*YOUR TASK*.
Locate the word "Whether" in the material, then show every line that holds it.

++++

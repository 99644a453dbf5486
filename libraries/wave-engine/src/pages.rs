//! Page rendering
//!
//! Pages are rendered on demand from live state: the listener's likes and
//! follows, and the current albums, merch, events, podcasts and
//! announcements of the artist or host behind the page.

use std::sync::Arc;
use wave_core::Song;

use crate::navigation::NavigationEntry;
use crate::users::Listener;
use crate::world::WorldState;

fn bracketed<I>(items: I) -> String
where
    I: IntoIterator<Item = String>,
{
    format!("[{}]", items.into_iter().collect::<Vec<_>>().join(", "))
}

/// Render the page under the listener's navigation cursor
pub fn render_current(world: &WorldState, viewer: &Listener) -> String {
    render(world, viewer, viewer.pages.current())
}

/// Render `entry` as seen by `viewer`
pub fn render(world: &WorldState, viewer: &Listener, entry: &NavigationEntry) -> String {
    match entry {
        NavigationEntry::Home => home(world, viewer),
        NavigationEntry::LikedContent => liked_content(viewer),
        NavigationEntry::Artist(artist) => artist_page(world, artist),
        NavigationEntry::Host(host) => host_page(world, host),
    }
}

fn home(world: &WorldState, viewer: &Listener) -> String {
    let limit = world.config.top_limit;

    let mut liked: Vec<&Arc<Song>> = viewer.liked.iter().collect();
    liked.sort_by_key(|song| std::cmp::Reverse(world.like_count(song)));
    let songs = liked
        .into_iter()
        .take(limit)
        .map(|song| song.name.clone());

    let mut followed: Vec<(&str, u32)> = viewer
        .following
        .iter()
        .filter_map(|key| world.playlists.get(key))
        .map(|playlist| {
            let likes = playlist.songs.iter().map(|s| world.like_count(s)).sum();
            (playlist.key.name.as_str(), likes)
        })
        .collect();
    followed.sort_by_key(|&(_, likes)| std::cmp::Reverse(likes));
    let playlists = followed
        .into_iter()
        .take(limit)
        .map(|(name, _)| name.to_string());

    format!(
        "Liked songs:\n\t{}\n\nFollowed playlists:\n\t{}",
        bracketed(songs),
        bracketed(playlists)
    )
}

fn liked_content(viewer: &Listener) -> String {
    let songs = viewer
        .liked
        .iter()
        .map(|song| format!("{} - {}", song.name, song.artist));
    let playlists = viewer.following.iter().map(ToString::to_string);

    format!(
        "Liked songs:\n\t{}\n\nFollowed playlists:\n\t{}",
        bracketed(songs),
        bracketed(playlists)
    )
}

fn artist_page(world: &WorldState, artist: &str) -> String {
    let albums = world
        .catalog
        .albums_by(artist)
        .map(|album| album.name.clone());

    let (merch, events): (Vec<String>, Vec<String>) = match world.users.artist(artist) {
        Ok(profile) => (
            profile
                .merch
                .iter()
                .map(|m| format!("{} - {}:\n\t{}", m.name, m.price, m.description))
                .collect(),
            profile
                .events
                .iter()
                .map(|e| format!("{} - {}:\n\t{}", e.name, e.formatted_date(), e.description))
                .collect(),
        ),
        Err(_) => (Vec::new(), Vec::new()),
    };

    format!(
        "Albums:\n\t{}\n\nMerch:\n\t{}\n\nEvents:\n\t{}",
        bracketed(albums),
        bracketed(merch),
        bracketed(events)
    )
}

fn host_page(world: &WorldState, host: &str) -> String {
    let podcasts = world.catalog.podcasts_by(host).map(|podcast| {
        let episodes = podcast
            .episodes
            .iter()
            .map(|e| format!("{} - {}", e.name, e.description));
        format!("{}:\n\t{}\n", podcast.name, bracketed(episodes))
    });

    let announcements: Vec<String> = world
        .users
        .host(host)
        .map(|profile| {
            profile
                .announcements
                .iter()
                .map(|a| format!("{}:\n\t{}\n", a.name, a.description))
                .collect()
        })
        .unwrap_or_default();

    format!(
        "Podcasts:\n\t{}\n\nAnnouncements:\n\t{}",
        bracketed(podcasts),
        bracketed(announcements)
    )
}
//! Core types for playback sessions

use serde::{Deserialize, Serialize};

/// Seconds since the start of the command stream
pub type Timestamp = i64;

/// Repeat mode
#[derive(Debug, Clone, Copy, Default, PartialEq, Eq, Serialize, Deserialize)]
pub enum RepeatMode {
    /// Stop when the source ends
    #[default]
    None,

    /// Play the whole source one more time, then behave like `None`
    RepeatOnce,

    /// Loop the whole source forever
    RepeatAll,

    /// Loop the current track forever
    RepeatCurrent,
}

impl RepeatMode {
    /// Next mode in the `repeat` command cycle.
    ///
    /// Single songs and podcasts cycle None -> RepeatOnce -> RepeatCurrent;
    /// playlists and albums cycle None -> RepeatAll -> RepeatCurrent.
    pub fn cycle(self, collection: bool) -> Self {
        match (self, collection) {
            (RepeatMode::None, false) => RepeatMode::RepeatOnce,
            (RepeatMode::None, true) => RepeatMode::RepeatAll,
            (RepeatMode::RepeatOnce | RepeatMode::RepeatAll, _) => RepeatMode::RepeatCurrent,
            (RepeatMode::RepeatCurrent, _) => RepeatMode::None,
        }
    }

    /// Display name; `RepeatCurrent` reads differently for collections
    pub fn label(self, collection: bool) -> &'static str {
        match self {
            RepeatMode::None => "No Repeat",
            RepeatMode::RepeatOnce => "Repeat Once",
            RepeatMode::RepeatAll => "Repeat All",
            RepeatMode::RepeatCurrent if collection => "Repeat Current Song",
            RepeatMode::RepeatCurrent => "Repeat Infinite",
        }
    }
}

/// What happens to the shuffle order when `RepeatAll` wraps around
#[derive(Debug, Clone, Copy, Default, PartialEq, Eq, Serialize, Deserialize)]
#[serde(rename_all = "snake_case")]
pub enum ShufflePolicy {
    /// Every pass replays the same permutation
    KeepOrder,

    /// Every pass draws a fresh permutation derived from the seed
    #[default]
    ReshuffleEachLoop,
}

/// Lifecycle of a session
#[derive(Debug, Clone, Copy, PartialEq, Eq, Serialize, Deserialize)]
pub enum SessionStatus {
    /// Nothing was ever loaded
    Empty,

    /// Clock is running
    Playing,

    /// Clock is stopped by the user
    Paused,

    /// Source played out (or was ejected); only `load` restarts playback
    StoppedAtEnd,
}

/// Configuration for playback sessions
#[derive(Debug, Clone, Copy, PartialEq, Eq, Serialize, Deserialize)]
pub struct SessionConfig {
    /// Seconds moved by `skip_forward` / `skip_backward` (default: 90)
    pub skip_seconds: u32,

    /// Shuffle behaviour on `RepeatAll` wraparound (default: reshuffle)
    pub shuffle_policy: ShufflePolicy,
}

impl Default for SessionConfig {
    fn default() -> Self {
        Self {
            skip_seconds: 90,
            shuffle_policy: ShufflePolicy::ReshuffleEachLoop,
        }
    }
}

/// Snapshot reported by the `status` command
#[derive(Debug, Clone, PartialEq, Eq, Serialize, Deserialize)]
#[serde(rename_all = "camelCase")]
pub struct PlayerStatus {
    /// Current track name, empty when nothing plays
    pub name: String,

    /// Seconds left in the current track
    pub remained_time: u32,

    /// Repeat mode display name
    pub repeat: String,

    /// Whether shuffle is enabled
    pub shuffle: bool,

    /// Whether the clock is stopped
    pub paused: bool,
}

++++

*EXERCISE OUTPUT*.
    /// Whether shuffle is enabled
    /// Whether the clock is stopped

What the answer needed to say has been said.